WHAT YOU NEED TO DO
Your response should consist of every line below, reproduced without alteration.

Items listed in a dataset

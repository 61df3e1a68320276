use axum::extract::State;
use axum::{routing::get, Json, Router};
use serde::Serialize;

use crate::state::AppState;

/// Health check response payload.
#[derive(Serialize)]
pub struct HealthResponse {
    /// Overall service status.
    pub status: &'static str,
    /// Crate version from Cargo.toml.
    pub version: &'static str,
    /// Whether the database is reachable.
    pub db_healthy: bool,
}

/// GET /health -- returns service and database health.
async fn health_check(State(state): State<AppState>) -> Json<HealthResponse> {
    let db_healthy = galleria_db::health_check(&state.pool).await.is_ok();

    let status = if db_healthy { "ok" } else { "degraded" };

    Json(HealthResponse {
        status,
        version: env!("CARGO_PKG_VERSION"),
        db_healthy,
    })
}

/// Mount health check routes (intended for root-level, NOT under `/api/v1`).
pub fn router() -> Router<AppState> {
    Router::new().route("/health", get(health_check))
}
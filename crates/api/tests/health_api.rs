//! Integration tests for the health endpoint and cross-cutting HTTP
//! behaviour: 404 fallback, request ids, CORS preflight.

mod common;

use axum::body::Body;
use axum::http::{Method, Request, StatusCode};
use common::{body_json, get};
use sqlx::PgPool;
use tower::ServiceExt;
use uuid::Uuid;

#[sqlx::test(migrations = "../db/migrations")]
async fn health_reports_ok_when_db_is_reachable(pool: PgPool) {
    let app = common::build_test_app(pool);
    let response = get(app, "/health").await;

    assert_eq!(response.status(), StatusCode::OK);

    let json = body_json(response).await;
    assert_eq!(json["status"], "ok");
    assert_eq!(json["db_healthy"], true);
    assert_eq!(json["version"], env!("CARGO_PKG_VERSION"));
}

#[sqlx::test(migrations = "../db/migrations")]
async fn unknown_path_is_a_404(pool: PgPool) {
    let app = common::build_test_app(pool);
    let response = get(app, "/nope/never/existed").await;

    assert_eq!(response.status(), StatusCode::NOT_FOUND);
}

#[sqlx::test(migrations = "../db/migrations")]
async fn every_response_carries_a_request_id(pool: PgPool) {
    let app = common::build_test_app(pool);
    let response = get(app, "/health").await;

    let value = response
        .headers()
        .get("x-request-id")
        .expect("x-request-id header must be set")
        .to_str()
        .unwrap()
        .to_owned();
    assert!(
        Uuid::parse_str(&value).is_ok(),
        "x-request-id should be a UUID, got {value:?}"
    );
}

#[sqlx::test(migrations = "../db/migrations")]
async fn cors_preflight_allows_the_configured_origin(pool: PgPool) {
    let app = common::build_test_app(pool);

    let preflight = Request::builder()
        .method(Method::OPTIONS)
        .uri("/api/v1/images")
        .header("Origin", "http://localhost:5173")
        .header("Access-Control-Request-Method", "GET")
        .header("Access-Control-Request-Headers", "authorization")
        .body(Body::empty())
        .unwrap();
    let response = app.oneshot(preflight).await.unwrap();

    assert_eq!(response.status(), StatusCode::OK);

    let headers = response.headers();
    assert_eq!(
        headers
            .get("access-control-allow-origin")
            .expect("allow-origin header missing"),
        "http://localhost:5173"
    );
    let methods = headers
        .get("access-control-allow-methods")
        .expect("allow-methods header missing")
        .to_str()
        .unwrap();
    assert!(methods.contains("GET"), "GET missing from {methods:?}");
}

RESPONSE BELOW
repository 61df3e1a68320276
use axum::extract::State;
use axum::{routing::get, Json, Router};
use serde::Serialize;

use crate::state::AppState;

/// Health check response payload.
#[derive(Serialize)]
pub struct HealthResponse {
    /// Overall service status.
    pub status: &'static str,
    /// Crate version from Cargo.toml.
    pub version: &'static str,
    /// Whether the database is reachable.
    pub db_healthy: bool,
}

/// GET /health -- returns service and database health.
async fn health_check(State(state): State<AppState>) -> Json<HealthResponse> {
    let db_healthy = galleria_db::health_check(&state.pool).await.is_ok();

    let status = if db_healthy { "ok" } else { "degraded" };

    Json(HealthResponse {
        status,
        version: env!("CARGO_PKG_VERSION"),
        db_healthy,
    })
}

/// Mount health check routes (intended for root-level, NOT under `/api/v1`).
pub fn router() -> Router<AppState> {
    Router::new().route("/health", get(health_check))
}
filename crates/api/tests/health_api.rs
//! Integration tests for the health endpoint and cross-cutting HTTP
//! behaviour: 404 fallback, request ids, CORS preflight.

mod common;

use axum::body::Body;
use axum::http::{Method, Request, StatusCode};
use common::{body_json, get};
use sqlx::PgPool;
use tower::ServiceExt;
use uuid::Uuid;

#[sqlx::test(migrations = "../db/migrations")]
async fn health_reports_ok_when_db_is_reachable(pool: PgPool) {
    let app = common::build_test_app(pool);
    let response = get(app, "/health").await;

    assert_eq!(response.status(), StatusCode::OK);

    let json = body_json(response).await;
    assert_eq!(json["status"], "ok");
    assert_eq!(json["db_healthy"], true);
    assert_eq!(json["version"], env!("CARGO_PKG_VERSION"));
}

#[sqlx::test(migrations = "../db/migrations")]
async fn unknown_path_is_a_404(pool: PgPool) {
    let app = common::build_test_app(pool);
    let response = get(app, "/nope/never/existed").await;

    assert_eq!(response.status(), StatusCode::NOT_FOUND);
}

#[sqlx::test(migrations = "../db/migrations")]
async fn every_response_carries_a_request_id(pool: PgPool) {
    let app = common::build_test_app(pool);
    let response = get(app, "/health").await;

    let value = response
        .headers()
        .get("x-request-id")
        .expect("x-request-id header must be set")
        .to_str()
        .unwrap()
        .to_owned();
    assert!(
        Uuid::parse_str(&value).is_ok(),
        "x-request-id should be a UUID, got {value:?}"
    );
}

#[sqlx::test(migrations = "../db/migrations")]
async fn cors_preflight_allows_the_configured_origin(pool: PgPool) {
    let app = common::build_test_app(pool);

    let preflight = Request::builder()
        .method(Method::OPTIONS)
        .uri("/api/v1/images")
        .header("Origin", "http://localhost:5173")
        .header("Access-Control-Request-Method", "GET")
        .header("Access-Control-Request-Headers", "authorization")
        .body(Body::empty())
        .unwrap();
    let response = app.oneshot(preflight).await.unwrap();

    assert_eq!(response.status(), StatusCode::OK);

    let headers = response.headers();
    assert_eq!(
        headers
            .get("access-control-allow-origin")
            .expect("allow-origin header missing"),
        "http://localhost:5173"
    );
    let methods = headers
        .get("access-control-allow-methods")
        .expect("allow-methods header missing")
        .to_str()
        .unwrap();
    assert!(methods.contains("GET"), "GET missing from {methods:?}");
}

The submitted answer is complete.